Sejarah Joged Bumbung, Warisan Budaya Takbenda dan Perkembangannya di Bali: Kini Ternoda dengan Tambahan Jaruh
Rika Riyanti• Minggu, 17 Maret 2024 | 03:02 WIB
Pementasan joged bumbung klasik di Gedung Kesenian DR Ir. Soekarno Jembrana, Sabtu 5 Agustus 2023 lalu.
BALI EXPRESS - Joged Bumbung, tarian tradisional Bali yang penuh warna dan energik, belakangan ini menuai kontroversi dengan munculnya versi "Jaruh" yang menampilkan gerakan erotis dan sensual.
Sejarah dan Perkembangan:
Joged Bumbung berasal dari Buleleng dan diperkirakan muncul pada tahun 1940-an.
Awalnya tarian ini merupakan tarian pergaulan yang diciptakan para petani untuk menghibur diri saat istirahat di lumbung.
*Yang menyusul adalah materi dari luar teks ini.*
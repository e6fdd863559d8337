//! Fraglift-Media: ISO base media box codec and audio track extraction
//!
//! This crate decodes MP4 and fragmented MP4 files into a tree of typed
//! boxes, locates a track and the byte ranges of its samples, and writes
//! those samples out as an elementary stream.
//!
//! # Modules
//!
//! - `mp4` - Box header codec, bounded reader, box registry and leaf codecs
//! - `demux` - Track/fragment locator, sample resolver and extraction
//! - `adts` - ADTS header synthesis for AAC access units
//!
//! # Pipeline
//!
//! 1. [`Mp4File::decode`] parses the fully buffered input into boxes
//! 2. [`Presentation::from_file`] lists the tracks in `moov` and pairs each
//!    `moof` with the `mdat` that follows it
//! 3. The resolver turns sample tables or track runs into checked
//!    (offset, length) ranges
//! 4. [`extract`] writes each sample, optionally behind an ADTS header
//!
//! The input is never copied: box payloads and sample slices share the
//! buffer handed to [`Mp4File::decode`].

pub mod adts;
pub mod demux;
pub mod error;
pub mod mp4;

pub use adts::AdtsHeader;
pub use demux::{extract, ExtractOptions, ExtractStats, OutputMode, Presentation, TrackSelector};
pub use error::{Error, Result};
pub use mp4::{FourCc, Mp4Box, Mp4File};
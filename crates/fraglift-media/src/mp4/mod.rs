//! ISO base media file format box codec.
//!
//! A file is decoded once into a tree of [`Mp4Box`] values. Typed leaf
//! boxes, containers and unknown boxes all re-encode to the bytes they were
//! decoded from, as long as the input used canonical headers (compact size
//! form, no size-0 box).

mod atoms;
pub mod boxes;
mod header;
mod reader;
mod registry;
mod tree;

pub use atoms::FourCc;
pub use boxes::{
    AudioSpecificConfig, BoxCodec, Co64Box, EsdsBox, FtypBox, HdlrBox, LeafBox, LeafVariant,
    MdatBox, MdhdBox, MfhdBox, Mp4aBox, NtpTimestamp, PrftBox, PrftFlags, StcoBox, StscBox,
    StscEntry, StsdBox, StszBox, TfdtBox, TfhdBox, TkhdBox, TrexBox, TrunBox, TrunSample,
};
pub use header::{BoxHeader, COMPACT_HEADER_LEN};
pub use reader::BoxReader;
pub use registry::{decode_box, decode_children, is_registered, MAX_DEPTH};
pub use tree::{ContainerBox, Mp4Box, OpaqueBox};

use crate::Result;
use bytes::{Bytes, BytesMut};
use std::io::Write;

/// Position of a top-level box in the input.
#[derive(Debug, Clone, Copy, PartialEq, Eq)]
pub struct BoxSpan {
    /// Offset of the first header byte.
    pub offset: u64,
    /// Header length as found in the input.
    pub header_len: u64,
    /// Total length as found in the input.
    pub size: u64,
}

impl BoxSpan {
    /// Offset of the first payload byte.
    pub fn payload_offset(&self) -> u64 {
        self.offset + self.header_len
    }
}

/// A fully decoded file: the top-level box sequence and the buffer it was
/// decoded from.
#[derive(Debug, Clone)]
pub struct Mp4File {
    boxes: Vec<Mp4Box>,
    spans: Vec<BoxSpan>,
    source: Bytes,
}

impl Mp4File {
    /// Decode every top-level box of `source`.
    pub fn decode(source: Bytes) -> Result<Self> {
        let mut reader = BoxReader::new(source.clone());
        let mut boxes = Vec::new();
        let mut spans = Vec::new();

        while !reader.is_empty() {
            let offset = reader.position();
            let (header, _) = BoxHeader::decode(&mut reader.clone())?;
            let b = decode_box(&mut reader, 0)?;

            #[cfg(feature = "tracing")]
            tracing::trace!(box_type = %b.box_type(), offset, "decoded top-level box");

            spans.push(BoxSpan {
                offset,
                header_len: header.header_len(),
                size: reader.position() - offset,
            });
            boxes.push(b);
        }

        Ok(Self {
            boxes,
            spans,
            source,
        })
    }

    /// Build a file from boxes; the source buffer is their encoding.
    pub fn from_boxes(boxes: Vec<Mp4Box>) -> Result<Self> {
        let mut buf = BytesMut::new();
        let mut spans = Vec::with_capacity(boxes.len());
        for b in &boxes {
            let offset = buf.len() as u64;
            b.encode(&mut buf)?;
            let size = buf.len() as u64 - offset;
            let header = BoxHeader {
                size,
                box_type: b.box_type(),
                extended_size: size > u32::MAX as u64,
                user_type: user_type(b),
            };
            spans.push(BoxSpan {
                offset,
                header_len: header.header_len(),
                size,
            });
        }
        Ok(Self {
            boxes,
            spans,
            source: buf.freeze(),
        })
    }

    /// Top-level boxes in file order.
    pub fn boxes(&self) -> &[Mp4Box] {
        &self.boxes
    }

    /// Top-level boxes paired with their positions in the source.
    pub fn iter(&self) -> impl Iterator<Item = (&BoxSpan, &Mp4Box)> {
        self.spans.iter().zip(&self.boxes)
    }

    /// The buffer the boxes were decoded from.
    pub fn source(&self) -> &Bytes {
        &self.source
    }

    /// The movie box, if present.
    pub fn moov(&self) -> Option<&ContainerBox> {
        self.boxes
            .iter()
            .filter_map(Mp4Box::as_container)
            .find(|c| c.box_type == FourCc::MOOV)
    }

    /// First top-level leaf of type `T`.
    pub fn leaf<T: LeafVariant>(&self) -> Option<&T> {
        self.boxes.iter().find_map(Mp4Box::as_leaf::<T>)
    }

    /// Re-encode the box sequence.
    pub fn encode(&self) -> Result<Bytes> {
        let mut buf = BytesMut::with_capacity(self.boxes.iter().map(|b| b.size() as usize).sum());
        for b in &self.boxes {
            b.encode(&mut buf)?;
        }
        Ok(buf.freeze())
    }

    /// Re-encode into `writer`, returning the number of bytes written.
    pub fn write_to<W: Write>(&self, writer: &mut W) -> Result<u64> {
        let bytes = self.encode()?;
        writer.write_all(&bytes)?;
        Ok(bytes.len() as u64)
    }

    /// Visit every box depth-first with its nesting depth (0 for top-level).
    pub fn walk<F>(&self, mut visit: F)
    where
        F: FnMut(&Mp4Box, usize),
    {
        fn go<F: FnMut(&Mp4Box, usize)>(b: &Mp4Box, depth: usize, visit: &mut F) {
            visit(b, depth);
            for child in b.children() {
                go(child, depth + 1, visit);
            }
        }
        for b in &self.boxes {
            go(b, 0, &mut visit);
        }
    }
}

fn user_type(b: &Mp4Box) -> Option<[u8; 16]> {
    match b {
        Mp4Box::Opaque(o) => o.user_type,
        _ => None,
    }
}

#[cfg(test)]
mod tests {
    use super::*;

    fn sample_file() -> Mp4File {
        Mp4File::from_boxes(vec![
            FtypBox {
                major_brand: FourCc(*b"iso6"),
                minor_version: 0,
                compatible_brands: vec![FourCc(*b"dash")],
            }
            .into(),
            ContainerBox::new(
                FourCc::MOOF,
                vec![
                    MfhdBox {
                        sequence_number: 1,
                        ..Default::default()
                    }
                    .into(),
                    ContainerBox::new(
                        FourCc::TRAF,
                        vec![TfhdBox::new(1).into(), TrunBox::with_sizes(&[3, 4]).into()],
                    )
                    .into(),
                ],
            )
            .into(),
            MdatBox::new(vec![0u8; 7]).into(),
        ])
        .unwrap()
    }

    #[test]
    fn test_decode_encode_identity() {
        let built = sample_file();
        let bytes = built.encode().unwrap();
        assert_eq!(&bytes, built.source());

        let decoded = Mp4File::decode(bytes.clone()).unwrap();
        assert_eq!(decoded.boxes(), built.boxes());
        assert_eq!(decoded.encode().unwrap(), bytes);
        let spans: Vec<_> = decoded.iter().map(|(s, _)| *s).collect();
        let built_spans: Vec<_> = built.iter().map(|(s, _)| *s).collect();
        assert_eq!(spans, built_spans);
    }

    #[test]
    fn test_spans() {
        let file = sample_file();
        let spans: Vec<_> = file.iter().map(|(s, _)| *s).collect();
        assert_eq!(spans[0].offset, 0);
        assert_eq!(spans[1].offset, spans[0].size);
        let mdat = spans[2];
        assert_eq!(mdat.header_len, 8);
        assert_eq!(mdat.size, 15);
        assert_eq!(mdat.payload_offset() + 7, file.source().len() as u64);
    }

    #[test]
    fn test_walk_depths() {
        let file = sample_file();
        let mut seen = Vec::new();
        file.walk(|b, depth| seen.push((b.box_type().to_string(), depth)));
        let expected = [
            ("ftyp", 0),
            ("moof", 0),
            ("mfhd", 1),
            ("traf", 1),
            ("tfhd", 2),
            ("trun", 2),
            ("mdat", 0),
        ];
        let expected: Vec<_> = expected.iter().map(|(t, d)| (t.to_string(), *d)).collect();
        assert_eq!(seen, expected);
    }

    #[test]
    fn test_write_to() {
        let file = sample_file();
        let mut out = Vec::new();
        let written = file.write_to(&mut out).unwrap();
        assert_eq!(written, out.len() as u64);
        assert_eq!(&out[..], &file.source()[..]);
    }

    #[test]
    fn test_trailing_garbage_is_malformed() {
        let mut raw = sample_file().encode().unwrap().to_vec();
        raw.extend_from_slice(&[0, 0, 0]);
        assert!(matches!(
            Mp4File::decode(raw.into()),
            Err(crate::Error::MalformedHeader { .. })
        ));
    }
}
Diadakan pelatihan dan edukasi bagi para penari dan seniman untuk memahami pakem dan nilai-nilai Joged Bumbung yang benar.
Masa Depan Joged Bumbung:
Penting untuk menemukan keseimbangan antara pelestarian budaya dan perkembangan zaman.
Joged Bumbung harus dilestarikan sebagai warisan budaya Bali yang bermartabat, namun juga perlu beradaptasi dengan zaman tanpa kehilangan nilai-nilai luhurnya.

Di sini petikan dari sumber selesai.